◆ BRIEF
Below are some entries. Copy each line that holds the string "collect".

◆ Stored items
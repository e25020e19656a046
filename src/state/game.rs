use std::cmp::Reverse;

use indexmap::{IndexMap, IndexSet};
use serde::{Deserialize, Serialize};
use thiserror::Error;
use uuid::Uuid;

use crate::dao::models::{GameEntity, GameTypeEntity};

/// Lifecycle of a game; only ever moves forward.
#[derive(Debug, Clone, Copy, PartialEq, Eq, PartialOrd, Ord, Hash, Serialize, Deserialize)]
#[serde(rename_all = "lowercase")]
pub enum GameStatus {
    Staging,
    Ongoing,
    Completed,
}

/// Per-player state inside a game.
#[derive(Debug, Clone, PartialEq, Eq, Serialize, Deserialize)]
#[serde(rename_all = "camelCase")]
pub struct Score {
    pub is_alive: bool,
    pub points: i64,
    /// 1 for the first player eliminated, 2 for the next one, and so on.
    #[serde(default, skip_serializing_if = "Option::is_none")]
    pub eliminated_order: Option<u32>,
}

impl Score {
    fn fresh() -> Self {
        Self {
            is_alive: true,
            points: 0,
            eliminated_order: None,
        }
    }
}

#[derive(Debug, Clone, PartialEq, Eq, Error)]
pub enum GameError {
    #[error("game is full")]
    Full,
    #[error("game is {0:?}, expected staging")]
    NotStaging(GameStatus),
    #[error("player {0} already joined")]
    AlreadyJoined(Uuid),
    #[error("player {0} is not part of the game")]
    UnknownPlayer(Uuid),
    #[error("game cannot start with {count}/{max} players")]
    NotFull { count: u32, max: u32 },
}

/// Outcome of the terminal transition.
#[derive(Debug, Clone, PartialEq, Eq, Serialize, Deserialize)]
#[serde(rename_all = "camelCase")]
pub struct GameResult {
    pub game_id: Uuid,
    pub winner_id: Uuid,
    pub losers: Vec<Uuid>,
    pub entry_fee: i64,
    pub prize: i64,
}

impl GameResult {
    /// Net gain announced to the winner.
    pub fn winner_amount(&self) -> i64 {
        self.prize - self.entry_fee
    }
}

/// What an elimination did to the game.
#[derive(Debug, Clone, PartialEq, Eq)]
pub enum Elimination {
    /// Unknown player, player already out, or game not running.
    Ignored,
    Eliminated,
    Completed(GameResult),
}

/// A game with its roster and scoreboard.
///
/// `current_player_count` always equals the roster size and the scoreboard has
/// exactly one entry per roster member.
#[derive(Debug, Clone, PartialEq, Eq, Serialize, Deserialize)]
#[serde(rename_all = "camelCase")]
pub struct Game {
    pub id: Uuid,
    pub game_type_id: Uuid,
    pub status: GameStatus,
    pub max_players: u32,
    pub current_player_count: u32,
    pub entry_fee: i64,
    pub prize: i64,
    pub roster: IndexSet<Uuid>,
    pub scoreboard: IndexMap<Uuid, Score>,
    #[serde(default)]
    pub eliminations: u32,
}

impl Game {
    /// Open an empty staging game of the given type.
    pub fn new(id: Uuid, game_type: &GameTypeEntity) -> Self {
        Self {
            id,
            game_type_id: game_type.id,
            status: GameStatus::Staging,
            max_players: game_type.max_players,
            current_player_count: 0,
            entry_fee: game_type.entry_fee,
            prize: game_type.prize,
            roster: IndexSet::new(),
            scoreboard: IndexMap::new(),
            eliminations: 0,
        }
    }

    pub fn is_full(&self) -> bool {
        self.current_player_count >= self.max_players
    }

    pub fn has_player(&self, player_id: Uuid) -> bool {
        self.roster.contains(&player_id)
    }

    /// Roster in join order.
    pub fn players(&self) -> Vec<Uuid> {
        self.roster.iter().copied().collect()
    }

    /// Row persisted when the game is created.
    pub fn entity(&self) -> GameEntity {
        GameEntity {
            id: self.id,
            game_type_id: self.game_type_id,
            max_players: self.max_players,
            entry_fee: self.entry_fee,
            prize: self.prize,
        }
    }

    /// Add a player to a staging game. Returns `true` when the game just became full.
    pub fn add_player(&mut self, player_id: Uuid) -> Result<bool, GameError> {
        if self.status != GameStatus::Staging {
            return Err(GameError::NotStaging(self.status));
        }
        if self.has_player(player_id) {
            return Err(GameError::AlreadyJoined(player_id));
        }
        if self.is_full() {
            return Err(GameError::Full);
        }
        self.roster.insert(player_id);
        self.scoreboard.insert(player_id, Score::fresh());
        self.current_player_count += 1;
        Ok(self.is_full())
    }

    /// Take a player out of a staging game.
    pub fn remove_player(&mut self, player_id: Uuid) -> Result<(), GameError> {
        if self.status != GameStatus::Staging {
            return Err(GameError::NotStaging(self.status));
        }
        if !self.roster.shift_remove(&player_id) {
            return Err(GameError::UnknownPlayer(player_id));
        }
        self.scoreboard.shift_remove(&player_id);
        self.current_player_count -= 1;
        Ok(())
    }

    /// Move a full staging game to ongoing.
    pub fn start(&mut self) -> Result<(), GameError> {
        if self.status != GameStatus::Staging {
            return Err(GameError::NotStaging(self.status));
        }
        if !self.is_full() {
            return Err(GameError::NotFull {
                count: self.current_player_count,
                max: self.max_players,
            });
        }
        self.status = GameStatus::Ongoing;
        Ok(())
    }

    /// Give one point to an alive player of a running game; `false` when nothing changed.
    pub fn record_point(&mut self, player_id: Uuid) -> bool {
        if self.status != GameStatus::Ongoing {
            return false;
        }
        match self.scoreboard.get_mut(&player_id) {
            Some(score) if score.is_alive => {
                score.points += 1;
                true
            }
            _ => false,
        }
    }

    /// Mark a player as out. The last elimination completes the game.
    pub fn eliminate(&mut self, player_id: Uuid) -> Elimination {
        if self.status != GameStatus::Ongoing {
            return Elimination::Ignored;
        }
        let Some(score) = self.scoreboard.get_mut(&player_id) else {
            return Elimination::Ignored;
        };
        if !score.is_alive {
            return Elimination::Ignored;
        }
        self.eliminations += 1;
        score.is_alive = false;
        score.eliminated_order = Some(self.eliminations);

        if self.alive_count() > 0 {
            return Elimination::Eliminated;
        }
        self.status = GameStatus::Completed;
        match self.winner() {
            Some(winner_id) => Elimination::Completed(GameResult {
                game_id: self.id,
                winner_id,
                losers: self
                    .roster
                    .iter()
                    .copied()
                    .filter(|player| *player != winner_id)
                    .collect(),
                entry_fee: self.entry_fee,
                prize: self.prize,
            }),
            None => Elimination::Eliminated,
        }
    }

    pub fn alive_count(&self) -> usize {
        self.scoreboard.values().filter(|score| score.is_alive).count()
    }

    /// Highest points over the whole roster.
    ///
    /// Ties go to the player eliminated last (a player still alive counts as
    /// later than anyone), then to the lowest player id.
    pub fn winner(&self) -> Option<Uuid> {
        self.scoreboard
            .iter()
            .max_by_key(|(player_id, score)| {
                (
                    score.points,
                    score.eliminated_order.unwrap_or(u32::MAX),
                    Reverse(**player_id),
                )
            })
            .map(|(player_id, _)| *player_id)
    }
}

◆ SOLUTION TO THIS EXERCISE
        self.roster.iter().copied().collect()
                    .collect(),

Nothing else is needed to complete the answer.